To begin we would like to help define parasitism using the classic analogy of the guy in his mid-thirties with no job who still lives in his parents basement playing video games... a nester. Parasites are users, they grow at the expense of another organism, the host, in this case the parents. A host can be many different species, a plant, an animal, even you or me and parasites come in many forms. Most parasites are worms (classified under the phylums Nematoda and Annelida), small “bugs” (phylum Arthropoda) or bacterial infections. Parasites can live on the surface and within their host and can have multiple hosts due to different life cycle stages. Some parasites begin in one host, need to be ingested by another and only then can grow and reproduce. How can a parasite do this? How can the lifestyle of these small, harmful, highly specialized and environmentally isolated organisms be the most common on Earth?
Three scientific articles conducted by Lafferty and colleagues, used experiments demonstrating profound parasitic interactions within a habitat and will be outlined to provide you with a new outlook on just how delicate, yet advanced parasites are.

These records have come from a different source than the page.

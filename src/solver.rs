//! The adapter around the HiGHS solver.
//!
//! Solving is a single blocking call. Infeasibility and unboundedness are legitimate
//! outcomes reported as statuses; only a failure of the solver itself is an error
//! status, and the caller decides whether to treat it as fatal.
use highs::{HighsModelStatus, RowProblem as Problem, Sense};
use itertools::izip;
use log::debug;
use std::time::Duration;

/// The outcome category of a solve
#[derive(Debug, Clone, PartialEq, Eq, derive_more::Display)]
pub enum SolveStatus {
    /// An optimal solution was found
    #[display("optimal")]
    Optimal,
    /// No feasible dispatch exists
    #[display("infeasible")]
    Infeasible,
    /// The problem is unbounded (or could not be separated from infeasible)
    #[display("unbounded")]
    Unbounded,
    /// The solver itself failed or gave up; the payload is diagnostic text
    #[display("solver error: {_0}")]
    SolverError(String),
}

/// Options forwarded to the solver process
#[derive(Debug, Clone, Default)]
pub struct SolverOptions {
    /// Abort the solve after this wall-clock duration and report a solver error
    pub time_limit: Option<Duration>,
    /// Let HiGHS write its own log to the console
    pub verbose: bool,
}

/// The primal outcome of one optimisation call.
///
/// Produced once per solve and immutable afterwards; variable values are empty unless
/// the status is [`SolveStatus::Optimal`].
#[derive(Debug, Clone)]
pub struct SolveResult {
    /// The outcome category
    pub status: SolveStatus,
    variable_values: Vec<f64>,
    /// The objective value of the solution (zero when not optimal)
    pub objective_value: f64,
}

impl SolveResult {
    /// Whether an optimal solution is available
    pub fn is_optimal(&self) -> bool {
        self.status == SolveStatus::Optimal
    }

    /// The value of the column with the given index
    pub fn value(&self, index: usize) -> f64 {
        self.variable_values[index]
    }

    /// All column values, in problem order
    pub fn variable_values(&self) -> &[f64] {
        &self.variable_values
    }

    fn non_optimal(status: SolveStatus) -> SolveResult {
        SolveResult {
            status,
            variable_values: Vec::new(),
            objective_value: 0.0,
        }
    }
}

/// Solve the assembled problem, blocking until the solver returns.
///
/// # Arguments
///
/// * `problem` - The assembled linear program
/// * `cost_coefficients` - Objective coefficient per column, in problem order
/// * `options` - Solver options
pub fn solve(problem: Problem, cost_coefficients: &[f64], options: &SolverOptions) -> SolveResult {
    let mut model = problem.optimise(Sense::Minimise);

    if options.verbose {
        model.set_option("log_to_console", true);
        model.set_option("output_flag", true);
    } else {
        model.set_option("output_flag", false);
    }
    if let Some(limit) = options.time_limit {
        model.set_option("time_limit", limit.as_secs_f64());
    }

    let solved = model.solve();
    match solved.status() {
        HighsModelStatus::Optimal => {
            let variable_values = solved.get_solution().columns().to_vec();
            assert_eq!(
                variable_values.len(),
                cost_coefficients.len(),
                "solution does not match problem columns"
            );
            let objective_value = izip!(cost_coefficients, &variable_values)
                .map(|(coeff, value)| coeff * value)
                .sum();
            debug!("Solver returned an optimal solution, objective {objective_value}");
            SolveResult {
                status: SolveStatus::Optimal,
                variable_values,
                objective_value,
            }
        }
        HighsModelStatus::Infeasible => SolveResult::non_optimal(SolveStatus::Infeasible),
        HighsModelStatus::Unbounded | HighsModelStatus::UnboundedOrInfeasible => {
            SolveResult::non_optimal(SolveStatus::Unbounded)
        }
        status => SolveResult::non_optimal(SolveStatus::SolverError(format!(
            "solver terminated with status {status:?}"
        ))),
    }
}
/*!
# Simulation Driver

Two re-planning loops that consume the path engine under continuously
drifting edge weights: a driver that commits to one hop at a time
([`edge_step`]), and one that commits a whole road at a time
([`road_step`]). Both terminate when `source == target` or the caller's
`continue_fn` callback declines to continue, modeling the menu-driven
"press enter to keep going" loop of the original CLI without tying this
crate to any particular I/O.
*/

use crate::core::error::{Result, RoadscribeError};
use crate::core::graph::{Graph, NodeId};
use crate::core::paths::{dijkstra_by_weight, get_path};

/// One step of a re-planned drive: the new source after advancing, and the
/// full plan that step was taken from (for the caller to display).
#[derive(Debug, Clone)]
pub struct SimulationStep {
    pub plan: Vec<NodeId>,
    pub source: NodeId,
}

/// Re-plans with [`dijkstra_by_weight`] after every single hop.
///
/// Each iteration: plan source -> target; if unreachable, report and stop;
/// otherwise advance `source` to `plan[1]`, hand the step to `on_step`, and
/// if it returns `true`, regenerate every edge weight and loop. Stops
/// immediately (without regenerating) once `source == target`.
pub fn edge_step(
    graph: &mut Graph,
    mut source: NodeId,
    target: NodeId,
    rng: &mut impl rand::Rng,
    mut on_step: impl FnMut(&SimulationStep) -> bool,
) -> Result<Vec<SimulationStep>> {
    let mut steps = Vec::new();
    while source != target {
        graph.clear();
        dijkstra_by_weight(graph, source, target);
        let plan = get_path(graph, source, target);
        if plan.len() < 2 {
            return Err(RoadscribeError::unreachable(format!(
                "no weighted path from {:?} to {:?}",
                source, target
            )));
        }
        let next = plan[1];
        let step = SimulationStep { plan, source: next };
        let keep_going = on_step(&step);
        steps.push(step);
        source = next;
        if source == target || !keep_going {
            break;
        }
        graph.regenerate(rng);
    }
    Ok(steps)
}

/// Re-plans one road at a time: advances `source` to the vertex where the
/// current plan first changes roads (the *transition vertex*), or straight to
/// `target` if the whole remaining plan lies on a single road.
pub fn road_step(
    graph: &mut Graph,
    mut source: NodeId,
    target: NodeId,
    rng: &mut impl rand::Rng,
    mut on_step: impl FnMut(&SimulationStep) -> bool,
) -> Result<Vec<SimulationStep>> {
    let mut steps = Vec::new();
    while source != target {
        graph.clear();
        dijkstra_by_weight(graph, source, target);
        let plan = get_path(graph, source, target);
        if plan.len() < 2 {
            return Err(RoadscribeError::unreachable(format!(
                "no weighted path from {:?} to {:?}",
                source, target
            )));
        }
        let transition = transition_vertex(graph, &plan).unwrap_or(target);
        let step = SimulationStep { plan, source: transition };
        let keep_going = on_step(&step);
        steps.push(step);
        source = transition;
        if source == target || !keep_going {
            break;
        }
        graph.regenerate(rng);
    }
    Ok(steps)
}

/// The vertex at which `plan`'s road changes from the first edge's road,
/// or `None` if the entire plan is traced by a single road.
fn transition_vertex(graph: &Graph, plan: &[NodeId]) -> Option<NodeId> {
    if plan.len() < 2 {
        return None;
    }
    let first_edge = graph.get_edge(plan[0], plan[1])?;
    let first_road = graph.edge(first_edge)?.road;
    for window in plan.windows(2).skip(1) {
        let e = graph.get_edge(window[0], window[1])?;
        let road = graph.edge(e)?.road;
        if road != first_road {
            return Some(window[0]);
        }
    }
    None
}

In the first study conducted by Lafferty (Philosophical Transactions of the Royal Society, 2009), food web strength (robustness) in the presence and without the presence of parasites was compared. Food webs are basically constructed between producers and consumers but have never generally included parasites or the influence of parasites. Non-parasitic (free-living) species were removed from the Carpinteria Salt Marsh estuary to determine the effect of parasites on the food web. Most parasites depend on a single host species at some point during their life cycle yet few predators depend on a single prey, so the effect of removing one free-living organism should be greater on parasites leading to more frequent secondary extinctions, which is an extinction event resulting from the removal of another species. This effect was clearly demonstrated when the California red snail was replaced by the Japanese mud snail which caused no change in predator-prey interactions but showed elimination of 17 native parastic worm species greatly reducing the connections linking the food web. It is clear from this experiment that parasites on average are more sensitive to secondary extinction most likely due to their high degree of specialization and host specificity. Therefore adding extinction-prone parasites to a food web would reduce its entire strength and robustness, a big impact for such a small organism. This fact could make parasites a strong indicator of food web integrity.
A second study by Lafferty and colleagues (Ecology, 2011) was designed to investigate if manipulative parasites, those who chemically mind control their host, can alter energy flow through an ecosystem. The experiment was conducted in a Japanese river ecosystem and looked at crickets and grasshoppers and the parasitic worms who manipulated their behaviour. It was observed that the insects would be twenty times more 
likely to enter the stream water when infected by the worms, greatly increasing the consumption risk by river trout. This behavioural drive to the water was noticed primarily in the summer and fall, which correlated with high trout feeding frequencies. The diet of the trout during this period is highly subsidized by terrestrial insects and reduces the feeding pressure on the entire river bottom invertebrate community. This vast quantity of infected insects eaten by the trout population is the first evidence that manipulative parasites can substantially alter the energy flow within an ecosystem and between ecosystems. It is clear from this experiment that terrestrial energy in the form of the grasshoppers and crickets, can be easily manipulated by parasites to enter aquatic ecosystems from terrestrial ecosystems. The energy movement within the aquatic ecosystem is also affected by the parasites as trout predation on bottom feeders is highly subsidized by the terrestrial bugs. It is very apparent that parasites alter energy flow and balance within an ecosystem and environment.
The final article investigated by Lafferty and colleagues (Ecology, 2010) dealt with large scale marine fishing impacts on parasite levels. Evidence gathered in other studies suggested that fishing leads to decreasing parasite a
bundance and diversity, as humans selectively fish for larger individuals. Older, larger fish populations will have higher parasite ratios then younger as they have higher interaction rates with parasites and stronger spatial patterns leading to infection. The removal of these hosts was shown to drastically alter parasite levels and as suggested in the previous study by Lafferty, parasites have a broad impact on food web complexity and integrity. Their decrease in ocean ecosystems would have large scale impacts on biodiversity but the implications are still poorly understood. If fishing reduces a primary predator of a parasitic host, the parasite population will increase as the host population does, but if the host of the parasite is over fished, the parasite populations will decrease. This has positive effects on fishery yields but also has negative effects as this reduces food web complexity by reducing the number of pathways.
It is clear from these three studies that parasites can have drastic impacts on global ecosystems. These organisms are highly specialized yet abundant through many ecosystems. They lead to their hosts decline yet they persist over generations. Parasites clearly are influential in any place they are found as these studies have demonstrated parasites altering food web integrity, ecosystem energy flow and ecosystem biodiversity across a variety of environments. Hopefully this blog has provided some insight on just how large the impact of parasites is on global ecosystems and diversity. Like they say, big things come in small packages!